Which lines in the records below contain the word "tier"? Report each of them.

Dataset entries
[Start of Attachment]

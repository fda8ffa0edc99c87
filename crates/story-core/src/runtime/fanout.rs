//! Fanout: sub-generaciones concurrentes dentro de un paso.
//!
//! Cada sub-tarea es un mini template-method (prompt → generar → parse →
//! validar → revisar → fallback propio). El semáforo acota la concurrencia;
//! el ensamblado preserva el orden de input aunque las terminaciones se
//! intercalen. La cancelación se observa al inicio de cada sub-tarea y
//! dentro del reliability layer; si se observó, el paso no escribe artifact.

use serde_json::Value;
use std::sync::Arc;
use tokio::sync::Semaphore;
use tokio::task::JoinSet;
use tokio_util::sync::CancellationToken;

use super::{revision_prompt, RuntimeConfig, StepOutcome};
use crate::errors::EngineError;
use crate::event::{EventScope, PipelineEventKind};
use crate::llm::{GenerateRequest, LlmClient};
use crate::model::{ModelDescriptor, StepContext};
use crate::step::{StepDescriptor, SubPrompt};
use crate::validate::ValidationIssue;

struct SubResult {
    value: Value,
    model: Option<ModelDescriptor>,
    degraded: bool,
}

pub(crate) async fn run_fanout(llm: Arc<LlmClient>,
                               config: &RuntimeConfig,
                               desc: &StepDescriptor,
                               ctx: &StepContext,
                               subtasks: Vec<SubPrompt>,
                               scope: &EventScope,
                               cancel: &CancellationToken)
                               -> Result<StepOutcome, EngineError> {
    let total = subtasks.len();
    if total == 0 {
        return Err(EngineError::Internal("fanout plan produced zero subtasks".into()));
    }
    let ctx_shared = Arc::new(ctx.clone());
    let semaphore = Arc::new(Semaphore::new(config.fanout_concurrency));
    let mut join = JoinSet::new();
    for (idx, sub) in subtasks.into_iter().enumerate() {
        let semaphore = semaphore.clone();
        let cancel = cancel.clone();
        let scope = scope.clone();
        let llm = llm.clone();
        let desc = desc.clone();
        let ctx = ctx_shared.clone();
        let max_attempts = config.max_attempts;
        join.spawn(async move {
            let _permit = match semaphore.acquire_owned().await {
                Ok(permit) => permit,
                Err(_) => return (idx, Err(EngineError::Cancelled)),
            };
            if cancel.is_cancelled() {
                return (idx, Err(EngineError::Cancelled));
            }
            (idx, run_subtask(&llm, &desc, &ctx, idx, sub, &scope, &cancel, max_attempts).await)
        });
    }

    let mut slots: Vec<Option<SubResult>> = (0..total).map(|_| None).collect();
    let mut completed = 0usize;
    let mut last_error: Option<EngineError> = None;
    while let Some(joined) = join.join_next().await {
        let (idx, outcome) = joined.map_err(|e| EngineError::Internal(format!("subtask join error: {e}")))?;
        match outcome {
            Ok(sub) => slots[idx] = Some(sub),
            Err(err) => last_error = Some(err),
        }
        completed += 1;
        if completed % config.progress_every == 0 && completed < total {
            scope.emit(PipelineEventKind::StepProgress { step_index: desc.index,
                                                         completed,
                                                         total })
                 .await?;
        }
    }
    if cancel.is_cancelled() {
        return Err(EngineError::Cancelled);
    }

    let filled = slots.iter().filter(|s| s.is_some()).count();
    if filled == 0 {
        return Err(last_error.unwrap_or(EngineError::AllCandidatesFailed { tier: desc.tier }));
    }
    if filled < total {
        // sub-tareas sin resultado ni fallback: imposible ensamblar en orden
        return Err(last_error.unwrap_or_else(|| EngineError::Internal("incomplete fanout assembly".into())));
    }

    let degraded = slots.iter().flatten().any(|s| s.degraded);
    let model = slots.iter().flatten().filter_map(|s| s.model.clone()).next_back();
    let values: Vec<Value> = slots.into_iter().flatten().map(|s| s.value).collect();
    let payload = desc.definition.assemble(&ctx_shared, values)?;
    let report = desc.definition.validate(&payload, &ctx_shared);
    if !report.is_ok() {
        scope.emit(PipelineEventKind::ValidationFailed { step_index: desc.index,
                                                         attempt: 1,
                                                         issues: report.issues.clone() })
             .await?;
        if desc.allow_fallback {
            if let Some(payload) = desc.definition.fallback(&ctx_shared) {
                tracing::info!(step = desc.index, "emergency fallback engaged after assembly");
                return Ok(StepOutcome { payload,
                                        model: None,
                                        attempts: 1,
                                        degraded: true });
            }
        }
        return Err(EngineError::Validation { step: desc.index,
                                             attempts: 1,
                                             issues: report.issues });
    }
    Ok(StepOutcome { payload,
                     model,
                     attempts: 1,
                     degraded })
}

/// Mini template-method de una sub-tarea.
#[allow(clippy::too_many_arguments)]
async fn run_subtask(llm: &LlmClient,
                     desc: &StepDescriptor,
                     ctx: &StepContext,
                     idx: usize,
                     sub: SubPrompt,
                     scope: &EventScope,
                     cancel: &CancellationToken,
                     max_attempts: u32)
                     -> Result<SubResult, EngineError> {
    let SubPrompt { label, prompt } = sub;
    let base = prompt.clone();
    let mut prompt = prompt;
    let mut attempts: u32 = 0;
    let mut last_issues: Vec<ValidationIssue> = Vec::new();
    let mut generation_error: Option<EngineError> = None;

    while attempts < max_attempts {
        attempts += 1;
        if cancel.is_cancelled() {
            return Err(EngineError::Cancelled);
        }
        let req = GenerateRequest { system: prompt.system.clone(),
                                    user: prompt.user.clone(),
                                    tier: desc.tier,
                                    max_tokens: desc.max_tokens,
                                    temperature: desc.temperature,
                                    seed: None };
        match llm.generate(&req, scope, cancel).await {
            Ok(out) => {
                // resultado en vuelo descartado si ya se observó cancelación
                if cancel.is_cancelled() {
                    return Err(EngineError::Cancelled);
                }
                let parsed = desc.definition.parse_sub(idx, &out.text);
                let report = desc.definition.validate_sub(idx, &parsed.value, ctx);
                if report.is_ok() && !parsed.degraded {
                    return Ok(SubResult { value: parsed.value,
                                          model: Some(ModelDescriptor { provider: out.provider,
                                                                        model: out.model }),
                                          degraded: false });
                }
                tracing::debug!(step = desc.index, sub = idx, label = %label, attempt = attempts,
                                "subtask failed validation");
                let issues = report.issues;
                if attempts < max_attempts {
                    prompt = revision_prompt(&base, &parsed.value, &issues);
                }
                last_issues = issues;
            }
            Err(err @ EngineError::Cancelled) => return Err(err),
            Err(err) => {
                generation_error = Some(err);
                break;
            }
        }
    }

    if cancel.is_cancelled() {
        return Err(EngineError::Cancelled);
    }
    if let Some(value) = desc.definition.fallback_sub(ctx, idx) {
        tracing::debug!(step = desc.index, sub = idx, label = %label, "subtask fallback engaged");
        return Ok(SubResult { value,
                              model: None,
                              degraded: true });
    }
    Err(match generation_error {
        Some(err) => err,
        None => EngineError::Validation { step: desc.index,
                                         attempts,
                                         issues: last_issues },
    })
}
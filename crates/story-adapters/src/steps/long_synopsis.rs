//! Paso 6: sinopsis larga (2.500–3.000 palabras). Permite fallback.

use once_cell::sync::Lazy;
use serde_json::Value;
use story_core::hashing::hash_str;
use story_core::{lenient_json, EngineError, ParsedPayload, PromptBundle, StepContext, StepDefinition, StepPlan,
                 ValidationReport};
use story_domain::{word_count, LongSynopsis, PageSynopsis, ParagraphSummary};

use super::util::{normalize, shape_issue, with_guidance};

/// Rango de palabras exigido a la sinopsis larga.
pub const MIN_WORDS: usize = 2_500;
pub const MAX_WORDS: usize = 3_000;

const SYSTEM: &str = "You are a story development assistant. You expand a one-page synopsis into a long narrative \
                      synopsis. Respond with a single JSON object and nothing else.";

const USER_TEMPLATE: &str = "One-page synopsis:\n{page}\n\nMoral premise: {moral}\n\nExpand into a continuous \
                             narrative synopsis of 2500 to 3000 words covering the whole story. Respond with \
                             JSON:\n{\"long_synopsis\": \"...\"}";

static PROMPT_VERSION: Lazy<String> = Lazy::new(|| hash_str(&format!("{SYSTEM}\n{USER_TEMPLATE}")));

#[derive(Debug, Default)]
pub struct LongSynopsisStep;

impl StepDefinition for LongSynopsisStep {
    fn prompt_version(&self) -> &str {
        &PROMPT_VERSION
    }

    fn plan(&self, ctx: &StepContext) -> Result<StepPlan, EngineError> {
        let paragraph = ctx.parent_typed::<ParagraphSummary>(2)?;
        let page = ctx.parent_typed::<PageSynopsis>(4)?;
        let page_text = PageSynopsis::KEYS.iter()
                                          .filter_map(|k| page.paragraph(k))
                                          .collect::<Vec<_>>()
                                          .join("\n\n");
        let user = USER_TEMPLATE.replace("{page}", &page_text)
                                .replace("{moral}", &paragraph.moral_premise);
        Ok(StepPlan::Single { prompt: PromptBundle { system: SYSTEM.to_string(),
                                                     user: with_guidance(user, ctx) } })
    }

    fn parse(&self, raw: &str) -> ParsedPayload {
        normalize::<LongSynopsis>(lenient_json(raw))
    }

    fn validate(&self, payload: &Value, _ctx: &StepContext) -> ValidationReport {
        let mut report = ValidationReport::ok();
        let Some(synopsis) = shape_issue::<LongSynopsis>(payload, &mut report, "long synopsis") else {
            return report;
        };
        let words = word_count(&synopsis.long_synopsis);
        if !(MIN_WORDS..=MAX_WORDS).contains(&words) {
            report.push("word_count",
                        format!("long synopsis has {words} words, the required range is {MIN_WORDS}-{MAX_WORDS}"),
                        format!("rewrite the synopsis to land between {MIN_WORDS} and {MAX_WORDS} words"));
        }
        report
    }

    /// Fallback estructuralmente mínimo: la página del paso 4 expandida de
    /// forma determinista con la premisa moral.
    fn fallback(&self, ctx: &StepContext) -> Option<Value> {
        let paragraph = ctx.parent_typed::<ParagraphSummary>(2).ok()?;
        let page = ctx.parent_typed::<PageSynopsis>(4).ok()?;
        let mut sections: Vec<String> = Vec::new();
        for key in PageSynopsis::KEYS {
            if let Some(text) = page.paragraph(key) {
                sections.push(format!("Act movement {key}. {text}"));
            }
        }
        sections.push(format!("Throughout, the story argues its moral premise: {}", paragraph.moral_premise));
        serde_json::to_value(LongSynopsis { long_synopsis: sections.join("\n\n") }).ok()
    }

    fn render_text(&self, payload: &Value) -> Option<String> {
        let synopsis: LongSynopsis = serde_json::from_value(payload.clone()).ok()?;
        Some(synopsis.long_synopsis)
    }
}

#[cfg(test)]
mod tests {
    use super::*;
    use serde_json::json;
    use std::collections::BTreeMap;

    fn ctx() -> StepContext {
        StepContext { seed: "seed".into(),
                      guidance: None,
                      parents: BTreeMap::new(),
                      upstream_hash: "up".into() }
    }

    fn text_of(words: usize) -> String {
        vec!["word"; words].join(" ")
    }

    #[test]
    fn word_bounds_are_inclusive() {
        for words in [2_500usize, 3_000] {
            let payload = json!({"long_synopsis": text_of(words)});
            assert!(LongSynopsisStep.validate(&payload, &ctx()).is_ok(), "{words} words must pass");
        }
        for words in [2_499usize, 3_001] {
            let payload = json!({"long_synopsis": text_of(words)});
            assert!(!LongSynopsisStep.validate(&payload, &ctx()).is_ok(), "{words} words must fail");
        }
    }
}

[End of Attachment]

● EXERCISE SOLUTION:
        return Err(last_error.unwrap_or(EngineError::AllCandidatesFailed { tier: desc.tier }));
                                    tier: desc.tier,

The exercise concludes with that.